- Opening Delimiter -

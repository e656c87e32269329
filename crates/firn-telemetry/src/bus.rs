//! Event bus — broadcast-style dispatch with pluggable sinks.
//!
//! `emit` is cheap and non-blocking (an `mpsc` send), so the solver can
//! call it from inside its iteration loop. Sinks only run during `flush`,
//! which the solver calls once per step after the parallel work is done.

use std::sync::mpsc;

use crate::events::SolverEvent;
use crate::sinks::EventSink;

/// Broadcast event bus for solver telemetry.
pub struct EventBus {
    sender: mpsc::Sender<SolverEvent>,
    receiver: mpsc::Receiver<SolverEvent>,
    sinks: Vec<Box<dyn EventSink>>,
    /// A disabled bus drops events silently.
    enabled: bool,
}

impl EventBus {
    /// Creates a new bus with no sinks.
    pub fn new() -> Self {
        let (sender, receiver) = mpsc::channel();
        Self {
            sender,
            receiver,
            sinks: Vec::new(),
            enabled: true,
        }
    }

    /// Registers a sink to receive events on `flush`.
    pub fn add_sink(&mut self, sink: Box<dyn EventSink>) {
        self.sinks.push(sink);
    }

    /// Enables or disables the bus.
    pub fn set_enabled(&mut self, enabled: bool) {
        self.enabled = enabled;
    }

    /// Returns true if the bus is active.
    pub fn is_enabled(&self) -> bool {
        self.enabled
    }

    /// Number of registered sinks.
    pub fn sink_count(&self) -> usize {
        self.sinks.len()
    }

    /// Emit an event. No-op when disabled.
    pub fn emit(&self, event: SolverEvent) {
        if !self.enabled {
            return;
        }
        // The receiver lives in the same struct, so the send cannot fail
        // while the bus exists; drop the result regardless.
        let _ = self.sender.send(event);
    }

    /// Dispatch all pending events to the registered sinks.
    pub fn flush(&mut self) {
        while let Ok(event) = self.receiver.try_recv() {
            for sink in &mut self.sinks {
                sink.handle(&event);
            }
        }
    }

    /// Flush and then finalize every sink.
    pub fn finalize(&mut self) {
        self.flush();
        for sink in &mut self.sinks {
            sink.finalize();
        }
    }
}

impl Default for EventBus {
    fn default() -> Self {
        Self::new()
    }
}
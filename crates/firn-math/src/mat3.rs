//! 3×3 matrix helpers used by the constitutive model.

use glam::{Mat3, Vec3};

/// Outer product a·bᵀ, i.e. `M[i][j] = a[i] * b[j]`.
///
/// The deformation-gradient differential is assembled from outer products
/// of node velocities with interpolation weight gradients.
#[inline]
pub fn outer_product(a: Vec3, b: Vec3) -> Mat3 {
    Mat3::from_cols(a * b.x, a * b.y, a * b.z)
}

/// Matrix double contraction Σᵢⱼ AᵢⱼBᵢⱼ = trace(AᵀB).
#[inline]
pub fn ddot(a: &Mat3, b: &Mat3) -> f32 {
    a.x_axis.dot(b.x_axis) + a.y_axis.dot(b.y_axis) + a.z_axis.dot(b.z_axis)
}

/// Cofactor matrix J·F⁻ᵗ, built from column cross products.
///
/// Equals `det(F) · F⁻ᵗ` for invertible F but stays well-defined for
/// singular input, which matters for fully-compressed particles.
#[inline]
pub fn cofactor(f: &Mat3) -> Mat3 {
    Mat3::from_cols(
        f.y_axis.cross(f.z_axis),
        f.z_axis.cross(f.x_axis),
        f.x_axis.cross(f.y_axis),
    )
}
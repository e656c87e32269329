//! Background grid description and per-node state.

use glam::{UVec3, Vec3};
use serde::{Deserialize, Serialize};

use firn_types::{FirnError, FirnResult, Scalar};

/// Uniform background grid for one simulation step.
///
/// The solver itself only consumes the node count; the dimensions and
/// cell size exist so callers and the weight-cache builder agree on the
/// node indexing.
#[derive(Debug, Clone, Copy, PartialEq, Serialize, Deserialize)]
pub struct Grid {
    /// Cell counts along each axis.
    pub dims: UVec3,
    /// Cell edge length.
    pub cell_size: Scalar,
    /// World position of the grid origin.
    pub origin: Vec3,
}

impl Grid {
    /// Number of grid nodes (cell corners): (nx+1)(ny+1)(nz+1).
    pub fn node_count(&self) -> usize {
        ((self.dims.x + 1) * (self.dims.y + 1) * (self.dims.z + 1)) as usize
    }

    /// Boundary contract check: non-degenerate extent and cell size.
    pub fn validate(&self) -> FirnResult<()> {
        if self.dims.x == 0 || self.dims.y == 0 || self.dims.z == 0 {
            return Err(FirnError::InvalidGrid(format!(
                "zero extent: dims = {:?}",
                self.dims
            )));
        }
        if !(self.cell_size > 0.0) {
            return Err(FirnError::InvalidGrid(format!(
                "cell size must be positive, got {}",
                self.cell_size
            )));
        }
        Ok(())
    }
}

/// One grid node's state for a single time step.
#[derive(Debug, Clone, Copy, Default, PartialEq, Serialize, Deserialize)]
pub struct GridNode {
    /// Mass rasterized from nearby particles. Zero-mass nodes are inert:
    /// the operator passes them through unchanged.
    pub mass: Scalar,
    /// Node velocity. Pre-solve value on entry; the solved velocity on exit.
    pub velocity: Vec3,
    /// Before/after convention: holds the pre-solve velocity on entry, and
    /// the (post − pre) delta after the solve finishes.
    pub velocity_change: Vec3,
}
//! Solver event types.
//!
//! Lightweight value types emitted by the implicit solver. They carry the
//! same quantities the solver's own diagnostic log line reports, so a sink
//! can reconstruct the full convergence history of a step.

use serde::{Deserialize, Serialize};

/// An event emitted during one implicit solve.
///
/// Events are tagged with the simulation step that produced them.
#[derive(Debug, Clone, Serialize, Deserialize)]
pub struct SolverEvent {
    /// Simulation step number (0-indexed).
    pub step: u32,
    /// Event payload.
    pub kind: EventKind,
}

/// Event payload variants.
#[derive(Debug, Clone, Serialize, Deserialize)]
pub enum EventKind {
    /// An implicit solve started.
    StepBegin {
        /// Time step being integrated (seconds).
        dt: f32,
    },

    /// One conjugate-residual iteration completed.
    SolverIteration {
        /// Iteration number within the solve.
        iteration: u32,
        /// ⟨r, Ar⟩ before the velocity/residual update.
        r_ar: f64,
        /// Step length along the search direction.
        alpha: f64,
        /// Direction-update coefficient.
        beta: f64,
        /// Squared residual norm Σ‖r‖² after the update.
        residual: f64,
    },

    /// Convergence report for the whole solve.
    Convergence {
        /// Total iterations used.
        iterations: u32,
        /// Final squared residual norm.
        final_residual: f64,
        /// Whether the residual fell below the threshold in budget.
        converged: bool,
    },
}

impl SolverEvent {
    /// Creates a new event for the given simulation step.
    pub fn new(step: u32, kind: EventKind) -> Self {
        Self { step, kind }
    }
}
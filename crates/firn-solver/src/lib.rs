//! # firn-solver
//!
//! The implicit velocity update at the heart of the Firn snow simulator:
//! a matrix-free conjugate-residual solve for end-of-step grid velocities,
//! coupling the elastoplastic snow stress response to velocity change.
//!
//! ## Key Types
//!
//! - [`Particle`] / [`GridNode`] / [`Grid`] — the simulation data model
//! - [`WeightCache`] — precomputed particle↔node interpolation weights
//! - [`SolverConfig`] — tunables (implicit blend, iteration budget, threshold)
//! - [`ImplicitSolver`] — the conjugate-residual driver
//!
//! The solver reads particles, mutates grid nodes, and owns its scratch
//! buffers; all scratch is reinitialized per solve, so one solve may be in
//! flight at a time.

pub mod cache;
pub mod config;
pub mod grid;
pub mod implicit;
pub mod material;
pub mod operator;
pub mod particle;
pub mod reduction;

pub use cache::{Field, NodeScratch, NodeWeight, ParticleScratch, WeightCache};
pub use config::SolverConfig;
pub use grid::{Grid, GridNode};
pub use implicit::{ImplicitSolver, StepResult};
pub use material::Material;
pub use particle::Particle;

- Closing Delimiter -

> Task details:
The lines to copy run from the start of the records above through the line holding "self.flush();"; give them exactly, both ends included, and nothing else.

> Your response:
repository e656c87e32269329
filename crates/firn-telemetry/src/bus.rs
//! Event bus — broadcast-style dispatch with pluggable sinks.
//!
//! `emit` is cheap and non-blocking (an `mpsc` send), so the solver can
//! call it from inside its iteration loop. Sinks only run during `flush`,
//! which the solver calls once per step after the parallel work is done.

use std::sync::mpsc;

use crate::events::SolverEvent;
use crate::sinks::EventSink;

/// Broadcast event bus for solver telemetry.
pub struct EventBus {
    sender: mpsc::Sender<SolverEvent>,
    receiver: mpsc::Receiver<SolverEvent>,
    sinks: Vec<Box<dyn EventSink>>,
    /// A disabled bus drops events silently.
    enabled: bool,
}

impl EventBus {
    /// Creates a new bus with no sinks.
    pub fn new() -> Self {
        let (sender, receiver) = mpsc::channel();
        Self {
            sender,
            receiver,
            sinks: Vec::new(),
            enabled: true,
        }
    }

    /// Registers a sink to receive events on `flush`.
    pub fn add_sink(&mut self, sink: Box<dyn EventSink>) {
        self.sinks.push(sink);
    }

    /// Enables or disables the bus.
    pub fn set_enabled(&mut self, enabled: bool) {
        self.enabled = enabled;
    }

    /// Returns true if the bus is active.
    pub fn is_enabled(&self) -> bool {
        self.enabled
    }

    /// Number of registered sinks.
    pub fn sink_count(&self) -> usize {
        self.sinks.len()
    }

    /// Emit an event. No-op when disabled.
    pub fn emit(&self, event: SolverEvent) {
        if !self.enabled {
            return;
        }
        // The receiver lives in the same struct, so the send cannot fail
        // while the bus exists; drop the result regardless.
        let _ = self.sender.send(event);
    }

    /// Dispatch all pending events to the registered sinks.
    pub fn flush(&mut self) {
        while let Ok(event) = self.receiver.try_recv() {
            for sink in &mut self.sinks {
                sink.handle(&event);
            }
        }
    }

    /// Flush and then finalize every sink.
    pub fn finalize(&mut self) {
        self.flush();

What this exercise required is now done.